▶ **What you need to do**
The following data has a line with "arena of attached components." and a line with "s.component.is_none() && !s.retired);". Write out exactly those lines and all the lines between them.

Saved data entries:
* * *
//! Event task — the cooperative scheduler that drives the protocol stack.
//!
//! Call [`EventTask::run`] over and over, either from the bare-metal main
//! loop or from a dedicated worker thread.  Each call is one pass:
//!
//! ```text
//! ┌──────────────────────────────────────────────────────────────┐
//! │  1. wait(timeout) ──▶ Event?                                 │
//! │        │                                                     │
//! │        ├── StartPolling ──▶ registry.insert(ctx)             │
//! │        ├── StopPolling  ──▶ registry.remove(ctx)             │
//! │        └── other        ──▶ component.process(event)         │
//! │                                                              │
//! │  2. for id in registry ──▶ component.poll()                  │
//! │                                                              │
//! │  3. timeout = registry empty ? idle_timeout : poll_interval  │
//! └──────────────────────────────────────────────────────────────┘
//! ```
//!
//! The only state carried between passes is the poller registry, the
//! component arena and the adaptive wait timeout.  `run` takes `&mut self`,
//! so exactly one execution context can drive a given task.  Other threads
//! and ISRs reach it only through the event queue.

use core::time::Duration;

use log::{debug, error, info, warn};

use crate::component::{Component, ComponentTable, TaskContext};
use crate::config::TaskConfig;
use crate::error::{Resource, Result};
use crate::events::{ComponentId, Event, EventId};
use crate::osal::{EventPost, EventQueue};
use crate::registry::{Insert, PollerRegistry};

/// Default number of components a task can hold.
pub const DEFAULT_COMPONENTS: usize = 8;

/// Default number of components that can be polled at the same time.
pub const DEFAULT_POLLERS: usize = 8;

/// Running counters, mostly useful for tests and diagnostics dumps.
#[derive(Debug, Clone, Copy, Default, PartialEq, Eq)]
pub struct TaskStats {
    /// Completed calls to [`EventTask::run`].
    pub passes: u64,
    /// Events taken from the queue.
    pub events: u64,
    /// Events handed to a component's `process`.
    pub processed: u64,
    /// Individual `poll` calls.
    pub polls: u64,
    /// Events dropped because their context was missing or stale.
    pub violations: u32,
}

/// The event task.
///
/// Owns the components attached to it and the registry of those that
/// asked to be polled.  Borrows the event queue, which usually lives in a
/// `static` so interrupt handlers and other threads can post to it.
pub struct EventTask<
    'q,
    Q: EventQueue,
    const COMPONENTS: usize = DEFAULT_COMPONENTS,
    const POLLERS: usize = DEFAULT_POLLERS,
> {
    queue: &'q Q,
    config: TaskConfig,
    components: ComponentTable<COMPONENTS>,
    pollers: PollerRegistry<ComponentId, POLLERS>,
    wait_timeout: Duration,
    stats: TaskStats,
}

impl<'q, Q: EventQueue, const COMPONENTS: usize, const POLLERS: usize>
    EventTask<'q, Q, COMPONENTS, POLLERS>
{
    /// Create a task draining `queue`.
    ///
    /// Fails with [`Error::Config`](crate::error::Error::Config) if the
    /// configuration does not validate.
    pub fn new(queue: &'q Q, config: TaskConfig) -> Result<Self> {
        config.validate()?;
        info!(
            "event task ready: {} components, {} pollers, poll={}ms idle={}ms",
            COMPONENTS, POLLERS, config.poll_interval_ms, config.idle_timeout_ms
        );
        Ok(Self {
            queue,
            config,
            components: ComponentTable::new(),
            pollers: PollerRegistry::new(),
            wait_timeout: config.idle_timeout(),
            stats: TaskStats::default(),
        })
    }

    // ── Component lifecycle ───────────────────────────────────

    /// Hand a component over to the task and get its handle back.
    pub fn attach(&mut self, component: impl Component + 'static) -> Result<ComponentId> {
        self.attach_boxed(Box::new(component))
    }

    /// Same as [`attach`](Self::attach) for an already boxed component.
    pub fn attach_boxed(&mut self, component: Box<dyn Component>) -> Result<ComponentId> {
        self.components.insert(component).inspect_err(|e| {
            error!("cannot attach component: {}", e);
        })
    }

    /// Release a component.  Its handle goes stale and, if it was being
    /// polled, it leaves the registry as if a StopPolling had been
    /// processed.  Returns `None` for an unknown or stale handle.
    pub fn detach(&mut self, id: ComponentId) -> Option<Box<dyn Component>> {
        let component = self.components.remove(id)?;
        if self.pollers.remove(&id) {
            debug!("'{}' {} left poll list on detach", component.name(), id);
        }
        Some(component)
    }

    // ── Scheduling ────────────────────────────────────────────

    /// Run one scheduling pass.
    ///
    /// Waits for at most one event (bounded by [`wait_timeout`]), dispatches
    /// it, polls every registered component once, then picks the timeout
    /// for the next pass.
    ///
    /// The only error is running out of poller registry slots, which is
    /// fatal: the pass is abandoned and the caller should treat the stack
    /// as misconfigured.
    ///
    /// [`wait_timeout`]: Self::wait_timeout
    pub fn run(&mut self) -> Result<()> {
        if let Some(event) = self.queue.wait(self.wait_timeout) {
            self.stats.events += 1;
            self.dispatch(event)?;
        }

        self.poll_all();

        self.wait_timeout = if self.pollers.is_empty() {
            self.config.idle_timeout()
        } else {
            self.config.poll_interval()
        };
        self.stats.passes += 1;
        Ok(())
    }

    fn dispatch(&mut self, event: Event) -> Result<()> {
        let Some(id) = event.context else {
            report_violation(&mut self.stats, &event, "event without context");
            return Ok(());
        };

        match event.id {
            EventId::StartPolling => {
                if !self.components.contains(id) {
                    report_violation(&mut self.stats, &event, "stale component handle");
                    return Ok(());
                }
                match self.pollers.insert(id) {
                    Ok(Insert::Added) => debug!("{} polling started", id),
                    Ok(Insert::AlreadyPresent) => debug!("{} already polling, ignored", id),
                    Err(_) => {
                        error!(
                            "poller registry full ({} slots), cannot poll {}",
                            POLLERS, id
                        );
                        return Err(Resource::PollerRegistry.into());
                    }
                }
            }

            EventId::StopPolling => {
                if self.pollers.remove(&id) {
                    debug!("{} polling stopped", id);
                }
            }

            _ => {
                let queue: &dyn EventPost = self.queue;
                match self.components.get_mut(id) {
                    Some(component) => {
                        let mut ctx = TaskContext::new(id, queue);
                        component.process(&event, &mut ctx);
                        self.stats.processed += 1;
                    }
                    None => report_violation(&mut self.stats, &event, "stale component handle"),
                }
            }
        }
        Ok(())
    }

    fn poll_all(&mut self) {
        let queue: &dyn EventPost = self.queue;
        for &id in self.pollers.iter() {
            // Detach purges the registry, so every member resolves.
            if let Some(component) = self.components.get_mut(id) {
                let mut ctx = TaskContext::new(id, queue);
                component.poll(&mut ctx);
                self.stats.polls += 1;
            }
        }
    }

    // ── Introspection ─────────────────────────────────────────

    /// Timeout the next [`run`](Self::run) will wait for an event.
    pub fn wait_timeout(&self) -> Duration {
        self.wait_timeout
    }

    /// Number of components currently registered for polling.
    pub fn polling_count(&self) -> usize {
        self.pollers.len()
    }

    pub fn is_polling(&self, id: ComponentId) -> bool {
        self.pollers.contains(&id)
    }

    /// Registered components in poll order.
    pub fn pollers(&self) -> impl Iterator<Item = ComponentId> + '_ {
        self.pollers.iter().copied()
    }

    pub fn is_attached(&self, id: ComponentId) -> bool {
        self.components.contains(id)
    }

    pub fn component(&self, id: ComponentId) -> Option<&dyn Component> {
        self.components.get(id)
    }

    /// Number of attached components.
    pub fn component_count(&self) -> usize {
        self.components.len()
    }

    pub fn stats(&self) -> TaskStats {
        self.stats
    }

    pub fn config(&self) -> &TaskConfig {
        &self.config
    }

    /// The queue this task drains.  Setup code running on the task's own
    /// context uses it to post the first StartPolling events.
    pub fn queue(&self) -> &'q Q {
        self.queue
    }
}

fn report_violation(stats: &mut TaskStats, event: &Event, what: &str) {
    stats.violations = stats.violations.saturating_add(1);
    warn!("{} for {:?}, dispatch skipped", what, event.id);
}

// ═══════════════════════════════════════════════════════════════
//  Tests
// ═══════════════════════════════════════════════════════════════
//! Cooperative event engine for an embedded Modbus stack.
//!
//! The [`EventTask`](task::EventTask) multiplexes two kinds of work on a
//! single execution context: reacting to events posted through an OSAL
//! queue, and polling the components that registered for time-based
//! servicing.  Protocol components (client and server channels, RTU/TCP
//! transports) plug in through the [`Component`](component::Component)
//! trait and are addressed by checked [`ComponentId`](events::ComponentId)
//! handles.
//!
//! ```text
//!   ISR / threads ──post──▶ EventQueue ──wait──▶ EventTask ──▶ dyn Component
//!                                                   │
//!                                                   └──▶ PollerRegistry
//! ```

#![deny(unused_must_use)]

pub mod adapters;
pub mod component;
pub mod config;
pub mod error;
pub mod events;
pub mod osal;
pub mod registry;
pub mod task;

pub use component::{Component, TaskContext};
pub use config::TaskConfig;
pub use error::{Error, Resource, Result};
pub use events::{ComponentId, Event, EventId, UserId};
pub use osal::{BlockingQueue, EventPost, EventQueue, SuperloopQueue};
pub use task::{EventTask, TaskStats};
//! Component capability — the seam between the event task and the
//! protocol components it drives.
//!
//! ```text
//!   EventTask ──▶ dyn Component ──▶ client / server / transport
//! ```
//!
//! Every protocol component (client channel, server channel, transport
//! layer) implements [`Component`] independently.  The event task only
//! ever sees `dyn Component`, so it never needs to know which concrete
//! kind it is driving.  Components are owned by a [`ComponentTable`] and
//! addressed through checked [`ComponentId`] handles.

use log::{debug, warn};

use crate::error::{Resource, Result};
use crate::events::{ComponentId, Event, EventId};
use crate::osal::EventPost;

// ───────────────────────────────────────────────────────────────
// Component trait
// ───────────────────────────────────────────────────────────────

/// Shared interface of everything the event task services.
///
/// Both operations are optional: the defaults do nothing, so a component
/// that only reacts to events leaves `poll` alone and a purely
/// time-driven one leaves `process` alone.
///
/// Handlers run to completion inside the task's pass.  A slow handler
/// stalls every other component, so keep them short and non-blocking.
pub trait Component {
    /// Time-driven servicing.  Called once per pass while the component is
    /// registered for polling.
    fn poll(&mut self, _ctx: &mut TaskContext<'_>) {}

    /// Event-driven servicing.  Called once for every non-control event
    /// addressed to this component.
    fn process(&mut self, _event: &Event, _ctx: &mut TaskContext<'_>) {}

    /// Short label used in log output.
    fn name(&self) -> &'static str {
        "component"
    }
}

// ───────────────────────────────────────────────────────────────
// Callback context
// ───────────────────────────────────────────────────────────────

/// Handed to [`Component::poll`] and [`Component::process`].
///
/// Carries the callee's own handle and the post side of the event queue.
/// It deliberately has no access to the poller registry: a component that
/// wants to stop being polled posts a StopPolling event for itself, which
/// the task applies on a later pass.
pub struct TaskContext<'a> {
    id: ComponentId,
    poster: &'a dyn EventPost,
}

impl<'a> TaskContext<'a> {
    pub fn new(id: ComponentId, poster: &'a dyn EventPost) -> Self {
        Self { id, poster }
    }

    /// Handle of the component being serviced.
    pub fn id(&self) -> ComponentId {
        self.id
    }

    /// Post an arbitrary event.
    pub fn post(&mut self, event: Event) -> Result<()> {
        self.poster.post(event, false)
    }

    /// Post `id` to another component (e.g. a transport handing a PDU to
    /// its channel).
    pub fn notify(&mut self, id: EventId, target: ComponentId) -> Result<()> {
        self.post(Event::new(id, target))
    }

    /// Ask the task to poll this component from the next pass on.
    pub fn start_polling(&mut self) -> Result<()> {
        self.post(Event::start_polling(self.id))
    }

    /// Ask the task to stop polling this component from the next pass on.
    pub fn stop_polling(&mut self) -> Result<()> {
        self.post(Event::stop_polling(self.id))
    }
}

// ───────────────────────────────────────────────────────────────
// Component arena
// ───────────────────────────────────────────────────────────────

struct Slot {
    generation: u16,
    component: Option<Box<dyn Component>>,
    /// Generation space used up.  Never handed out again.
    retired: bool,
}

/// Fixed-capacity arena of attached components.
///
/// Released slots are reused; their generation is bumped on release so
/// older handles stop resolving.  A slot whose generation would wrap is
/// retired instead, which permanently costs one unit of capacity.
pub struct ComponentTable<const N: usize> {
    slots: heapless::Vec<Slot, N>,
    live: usize,
}

impl<const N: usize> ComponentTable<N> {
    pub const fn new() -> Self {
        const { assert!(N <= u16::MAX as usize + 1, "slot index must fit a ComponentId") };
        Self {
            slots: heapless::Vec::new(),
            live: 0,
        }
    }

    /// Store `component` and return its handle.
    pub fn insert(&mut self, component: Box<dyn Component>) -> Result<ComponentId> {
        let name = component.name();

        let free = self
            .slots
            .iter()
            .position(|s| s.component.is_none() && !s.retired);
        let id = if let Some(index) = free {
            let slot = &mut self.slots[index];
            slot.component = Some(component);
            ComponentId::new(index as u16, slot.generation)
        } else {
            let index = self.slots.len();
            self.slots
                .push(Slot {
                    generation: 0,
                    component: Some(component),
                    retired: false,
                })
                .map_err(|_| Resource::ComponentTable)?;
            ComponentId::new(index as u16, 0)
        };

        self.live += 1;
        debug!("component '{}' attached as {}", name, id);
        Ok(id)
    }

    /// Take the component out of the arena.  `None` if `id` is stale.
    pub fn remove(&mut self, id: ComponentId) -> Option<Box<dyn Component>> {
        let slot = self.slot_mut(id)?;
        let component = slot.component.take()?;
        match slot.generation.checked_add(1) {
            Some(next) => slot.generation = next,
            None => {
                slot.retired = true;
                warn!("slot {} retired, generations exhausted", id.index());
            }
        }
        self.live -= 1;
        debug!("component '{}' {} released", component.name(), id);
        Some(component)
    }

    pub fn get(&self, id: ComponentId) -> Option<&dyn Component> {
        self.slots
            .get(id.index())
            .filter(|s| s.generation == id.generation())
            .and_then(|s| s.component.as_deref())
    }

    pub fn get_mut(&mut self, id: ComponentId) -> Option<&mut (dyn Component + 'static)> {
        self.slot_mut(id)?.component.as_deref_mut()
    }

    pub fn contains(&self, id: ComponentId) -> bool {
        self.get(id).is_some()
    }

    /// Number of attached components.
    pub fn len(&self) -> usize {
        self.live
    }

    pub fn is_empty(&self) -> bool {
        self.live == 0
    }

    fn slot_mut(&mut self, id: ComponentId) -> Option<&mut Slot> {
        self.slots
            .get_mut(id.index())
            .filter(|s| s.generation == id.generation())
    }
}

impl<const N: usize> Default for ComponentTable<N> {
    fn default() -> Self {
        Self::new()
    }
}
* * *
▶ **Task result**
/// Fixed-capacity arena of attached components.
///
/// Released slots are reused; their generation is bumped on release so
/// older handles stop resolving.  A slot whose generation would wrap is
/// retired instead, which permanently costs one unit of capacity.
pub struct ComponentTable<const N: usize> {
    slots: heapless::Vec<Slot, N>,
    live: usize,
}

impl<const N: usize> ComponentTable<N> {
    pub const fn new() -> Self {
        const { assert!(N <= u16::MAX as usize + 1, "slot index must fit a ComponentId") };
        Self {
            slots: heapless::Vec::new(),
            live: 0,
        }
    }

    /// Store `component` and return its handle.
    pub fn insert(&mut self, component: Box<dyn Component>) -> Result<ComponentId> {
        let name = component.name();

        let free = self
            .slots
            .iter()
            .position(|s| s.component.is_none() && !s.retired);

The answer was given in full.